▸ **WHAT TO WORK ON**
What lines of the material hold the string "action"? Pull each of them out.

==========

//! Command-backed preview provider.
//!
//! Stages the file set under `<cache_dir>/<session_id>/<revision>/`, checks
//! every bare import against the resolver, writes the resolution table to
//! `imports.json` and runs the configured command inside the stage:
//!
//! - exit 0: stdout is the renderable output
//! - non-zero exit: stderr (or stdout) is the build failure, verbatim
//!
//! Successful builds are memoized per session on the file-set fingerprint:
//! unchanged content is answered from the memo, a failure is retried.

use std::fs;
use std::path::{Path, PathBuf};

use dashmap::DashMap;

use super::{BuildRequest, Failure, PreviewProvider, Renderable, ResolvedModule, bare_specifiers};
use crate::core::{FileSet, Fingerprint, SessionId};
use crate::utils::exec::{Cmd, failure_text};
use crate::utils::path::contained_relative;

/// Resolution table written next to the staged files.
pub const IMPORTS_FILE: &str = "imports.json";
/// Environment variable carrying the session id.
pub const SESSION_ENV: &str = "KITCHEN_SESSION";
/// Environment variable carrying the build revision.
pub const REVISION_ENV: &str = "KITCHEN_REVISION";

/// Runs a shell command per build.
pub struct CommandProvider {
    command: Vec<String>,
    cache_dir: PathBuf,
    /// Session → last successful (fingerprint, output).
    memo: DashMap<SessionId, (Fingerprint, Renderable)>,
}

impl CommandProvider {
    pub fn new(command: Vec<String>, cache_dir: impl Into<PathBuf>) -> Self {
        Self {
            command,
            cache_dir: cache_dir.into(),
            memo: DashMap::new(),
        }
    }

    /// Directory namespacing all builds of one session.
    pub fn session_dir(&self, session: &SessionId) -> PathBuf {
        self.cache_dir.join(session.as_str())
    }

    /// Drop everything cached for a session (called on teardown).
    pub fn forget(&self, session: &SessionId) {
        self.memo.remove(session);
        let _ = fs::remove_dir_all(self.session_dir(session));
    }

    fn cached(&self, session: &SessionId, fingerprint: Fingerprint) -> Option<Renderable> {
        self.memo
            .get(session)
            .filter(|entry| entry.0 == fingerprint)
            .map(|entry| entry.1.clone())
    }
}

impl PreviewProvider for CommandProvider {
    async fn build(&self, request: BuildRequest) -> Result<Renderable, Failure> {
        if self.command.is_empty() {
            return Err(Failure::build("no preview command configured"));
        }

        let fingerprint = request.files.fingerprint();
        if let Some(hit) = self.cached(&request.session_id, fingerprint) {
            crate::debug!("preview"; "cache hit {} @{}", request.session_id, fingerprint);
            return Ok(hit);
        }

        // Resolver failures are build failures
        let modules = bare_specifiers(&request.files)
            .iter()
            .map(|specifier| request.resolver.resolve(specifier))
            .collect::<Result<Vec<_>, _>>()?;

        let stage = self
            .session_dir(&request.session_id)
            .join(request.revision.to_string());
        let job = StagedBuild {
            command: self.command.clone(),
            stage,
            files: request.files.clone(),
            modules,
            session: request.session_id.clone(),
            revision: request.revision,
        };

        let renderable = tokio::task::spawn_blocking(move || job.run())
            .await
            .map_err(|e| Failure::Crashed(e.to_string()))??;

        self.memo
            .insert(request.session_id, (fingerprint, renderable.clone()));
        Ok(renderable)
    }
}

// =============================================================================
// Staged Build
// =============================================================================

/// One build, owned by a blocking worker.
struct StagedBuild {
    command: Vec<String>,
    stage: PathBuf,
    files: FileSet,
    modules: Vec<ResolvedModule>,
    session: SessionId,
    revision: u64,
}

impl StagedBuild {
    fn run(self) -> Result<Renderable, Failure> {
        let result = self.stage_files().and_then(|()| self.execute());
        // Stage is per revision; nothing reads it after the command exits
        let _ = fs::remove_dir_all(&self.stage);
        result
    }

    fn stage_files(&self) -> Result<(), Failure> {
        let _ = fs::remove_dir_all(&self.stage);
        fs::create_dir_all(&self.stage).map_err(|e| io_failure("create", &self.stage, e))?;

        for file in &self.files {
            let relative = contained_relative(&file.path)
                .ok_or_else(|| Failure::build(format!("invalid file path `{}`", file.path)))?;
            let target = self.stage.join(relative);
            if let Some(parent) = target.parent() {
                fs::create_dir_all(parent).map_err(|e| io_failure("create", parent, e))?;
            }
            fs::write(&target, &file.content).map_err(|e| io_failure("write", &target, e))?;
        }

        let imports = self.stage.join(IMPORTS_FILE);
        let table = serde_json::to_string_pretty(&self.modules)
            .map_err(|e| Failure::build(format!("failed to encode {IMPORTS_FILE}: {e}")))?;
        fs::write(&imports, table).map_err(|e| io_failure("write", &imports, e))
    }

    fn execute(&self) -> Result<Renderable, Failure> {
        let cmd = Cmd::from_slice(self.command.as_slice())
            .cwd(&self.stage)
            .envs([
                (SESSION_ENV, self.session.to_string()),
                (REVISION_ENV, self.revision.to_string()),
            ]);
        let name = cmd.program_name();

        let output = cmd
            .output()
            .map_err(|e| Failure::build(format!("failed to run `{name}`: {e}")))?;

        if output.status.success() {
            Ok(Renderable::new(
                String::from_utf8_lossy(&output.stdout).into_owned(),
            ))
        } else {
            Err(Failure::build(failure_text(&name, &output)))
        }
    }
}

fn io_failure(action: &str, path: &Path, err: std::io::Error) -> Failure {
    Failure::build(format!("failed to {action} `{}`: {err}", path.display()))
}

#[cfg(all(test, unix))]
mod tests {
    use super::*;
    use crate::core::InputFile;
    use crate::provider::Resolver;
    use std::collections::BTreeMap;
    use tempfile::TempDir;

    fn sh(script: &str) -> Vec<String> {
        vec!["sh".into(), "-c".into(), script.into()]
    }

    fn request(session: &SessionId, revision: u64, files: FileSet) -> BuildRequest {
        BuildRequest {
            session_id: session.clone(),
            revision,
            files,
            resolver: Resolver::none(),
        }
    }

    fn app(content: &str) -> FileSet {
        FileSet::new(vec![InputFile::new("a.tsx", content)])
    }

    #[tokio::test]
    async fn test_stdout_becomes_renderable() {
        let cache = TempDir::new().unwrap();
        let provider = CommandProvider::new(sh("cat a.tsx"), cache.path());
        let session = SessionId::generate();

        let out = provider
            .build(request(&session, 1, app("export default () => null")))
            .await
            .unwrap();
        assert_eq!(out.output(), "export default () => null");
    }

    #[tokio::test]
    async fn test_nonzero_exit_is_build_failure() {
        let cache = TempDir::new().unwrap();
        let provider = CommandProvider::new(sh("echo 'Unexpected token (1:7)' >&2; exit 1"), cache.path());
        let session = SessionId::generate();

        let err = provider.build(request(&session, 1, app("x"))).await.unwrap_err();
        assert_eq!(err, Failure::build("Unexpected token (1:7)"));
    }

    #[tokio::test]
    async fn test_unresolved_import_is_resolve_failure() {
        let cache = TempDir::new().unwrap();
        let provider = CommandProvider::new(sh("true"), cache.path());
        let session = SessionId::generate();

        let err = provider
            .build(request(&session, 1, app(r#"import React from "react";"#)))
            .await
            .unwrap_err();
        assert_eq!(err, Failure::resolve("react"));
    }

    #[tokio::test]
    async fn test_imports_table_written() {
        let cache = TempDir::new().unwrap();
        let provider = CommandProvider::new(sh("cat imports.json"), cache.path());
        let session = SessionId::generate();

        let mut map = BTreeMap::new();
        map.insert("react".to_string(), "vendor/react.js".to_string());
        let mut req = request(&session, 1, app(r#"import React from "react";"#));
        req.resolver = Resolver::from_map(map);

        let out = provider.build(req).await.unwrap();
        let table: Vec<ResolvedModule> = serde_json::from_str(out.output()).unwrap();
        assert_eq!(table.len(), 1);
        assert_eq!(table[0].location, "vendor/react.js");
    }

    #[tokio::test]
    async fn test_memoized_per_session() {
        let cache = TempDir::new().unwrap();
        let provider = CommandProvider::new(sh("printf \"$KITCHEN_REVISION\""), cache.path());
        let session = SessionId::generate();

        let first = provider.build(request(&session, 1, app("x"))).await.unwrap();
        let again = provider.build(request(&session, 2, app("x"))).await.unwrap();
        assert_eq!(first.output(), "1");
        assert_eq!(again.output(), "1");

        let changed = provider.build(request(&session, 3, app("y"))).await.unwrap();
        assert_eq!(changed.output(), "3");

        // Another session never sees this session's memo
        let other = SessionId::generate();
        let fresh = provider.build(request(&other, 7, app("y"))).await.unwrap();
        assert_eq!(fresh.output(), "7");
    }

    #[tokio::test]
    async fn test_path_escape_rejected() {
        let cache = TempDir::new().unwrap();
        let provider = CommandProvider::new(sh("true"), cache.path());
        let session = SessionId::generate();
        let files = FileSet::new(vec![InputFile::new("../escape.tsx", "x")]);

        let err = provider.build(request(&session, 1, files)).await.unwrap_err();
        assert_eq!(err, Failure::build("invalid file path `../escape.tsx`"));
    }

    #[tokio::test]
    async fn test_stage_removed_after_build() {
        let cache = TempDir::new().unwrap();
        let provider = CommandProvider::new(sh("true"), cache.path());
        let session = SessionId::generate();

        provider.build(request(&session, 1, app("x"))).await.unwrap();
        assert!(!provider.session_dir(&session).join("1").exists());

        provider.forget(&session);
        assert!(!provider.session_dir(&session).exists());
    }

    #[tokio::test]
    async fn test_empty_command() {
        let cache = TempDir::new().unwrap();
        let provider = CommandProvider::new(Vec::new(), cache.path());
        let err = provider
            .build(request(&SessionId::generate(), 1, app("x")))
            .await
            .unwrap_err();
        assert_eq!(err.label(), "build");
    }
}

==========

▸ **YOUR RESPONSE**
fn io_failure(action: &str, path: &Path, err: std::io::Error) -> Failure {
    Failure::build(format!("failed to {action} `{}`: {err}", path.display()))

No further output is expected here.